Theory of anharmonic phonons in 2D crystals

TL;DR

This paper investigates anharmonic phonon effects in 2D honeycomb crystals like graphene, analyzing thermal properties, phonon renormalization, and decay processes through analytical and numerical methods, highlighting size and temperature dependencies.

Contribution

It provides a comprehensive analytical and numerical study of anharmonic phonons in 2D crystals, including temperature and size effects on phonon behavior and thermal expansion.

Findings

Transition temperature for thermal expansion shifts with system size.

Flexural mode frequency renormalization affects thermal properties.

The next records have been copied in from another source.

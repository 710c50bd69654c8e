//! Wires a silo from host configuration.

use std::sync::Arc;

use db::DbConfig;
use db::repositories::SurrealHumanRepository;
use silo::directory::SurrealGrainDirectory;
use silo::membership::SurrealMembershipTable;
use silo::persistence::{FileGrainStorage, ObjectStoreGrainStorage, SurrealGrainStorage};
use silo::reminders::SurrealReminderTable;
use silo::streams::SurrealStreamPubSub;
use silo::{DEFAULT_STORAGE_PROVIDER, SiloBuilder};

use crate::config::{HostConfig, StorageProvider};
use crate::error::HostError;
use crate::grains;
use crate::humans::InMemoryHumanRepository;

/// Default directory for the `file` provider.
const DEFAULT_STATE_DIR: &str = "./data/grain-state";

/// Build a silo from `config`, connecting the configured storage first.
///
/// `memory`, `file` and `object_store` keep the cluster tables in process,
/// which only suits a single silo. `surrealdb` puts every table in the
/// database so silos sharing it form one cluster.
pub async fn build(config: &HostConfig) -> Result<SiloBuilder, HostError> {
    let builder = SiloBuilder::new(config.silo_config());
    let connection = config.storage.connection.trim();

    tracing::info!("Using {:?} storage", config.storage.provider);
    let builder = match config.storage.provider {
        StorageProvider::Memory => {
            grains::register(builder, Arc::new(InMemoryHumanRepository::new()))
        }
        StorageProvider::Surrealdb => {
            let db_config = if connection.is_empty() {
                DbConfig::memory()
            } else {
                DbConfig::from_connection_string(connection)?
            };
            db::init(db_config).await?;

            let builder = builder
                .with_directory(Arc::new(SurrealGrainDirectory::new()))
                .with_membership_table(Arc::new(SurrealMembershipTable::new()))
                .with_reminder_table(Arc::new(SurrealReminderTable::new()))
                .with_pubsub(Arc::new(SurrealStreamPubSub::new()))
                .with_storage(DEFAULT_STORAGE_PROVIDER, Arc::new(SurrealGrainStorage::new()));
            grains::register(builder, Arc::new(SurrealHumanRepository::new()))
        }
        StorageProvider::File => {
            let dir = if connection.is_empty() {
                DEFAULT_STATE_DIR
            } else {
                connection
            };
            let storage = FileGrainStorage::new(dir);
            storage.init().await?;
            let builder = builder.with_storage(DEFAULT_STORAGE_PROVIDER, Arc::new(storage));
            grains::register(builder, Arc::new(InMemoryHumanRepository::new()))
        }
        StorageProvider::ObjectStore => {
            if connection.is_empty() {
                return Err(HostError::InvalidConfig(
                    "storage.connection is required for object_store".into(),
                ));
            }
            let store = storage::Storage::from_connection_string(connection).await?;
            let builder = builder.with_storage(
                DEFAULT_STORAGE_PROVIDER,
                Arc::new(ObjectStoreGrainStorage::new(store)),
            );
            grains::register(builder, Arc::new(InMemoryHumanRepository::new()))
        }
    };
    Ok(builder)
}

Normal and Umklapp processes' roles are quantitatively analyzed.

Abstract

Anharmonic effects in an atomic monolayer thin crystal with honeycomb lattice structure are investigated by analytical and numerical lattice dynamical methods. Starting from a semi-empirical model for anharmonic couplings of third and fourth order, we study the in-plane and out-of-plane (flexural) mode components of the generalized wave vector dependent Gr\"uneisen parameters, the thermal tension and the thermal expansion coefficients as function of temperature and crystal size. From the resonances of the displacement-displacement correlation functions we obtain the renormalization and decay rate of in-plane and flexural phonons as function of temperature, wave vector and crystal size in the classical and in the quantum regime. Quantitative results are presented for graphene. There we find that the transition temperature from negative to positive thermal expansion is lowered with smaller system size and by renormalization of the flexural mode frequency. Extensive numerical analysis throughout the Brillouin zone explores various decay and scattering channels. The relative importance of Normal and Umklapp processes is investigated. The work is complementary to crystalline membrane theory and computational studies of anharmonic effects in two-dimensional crystals.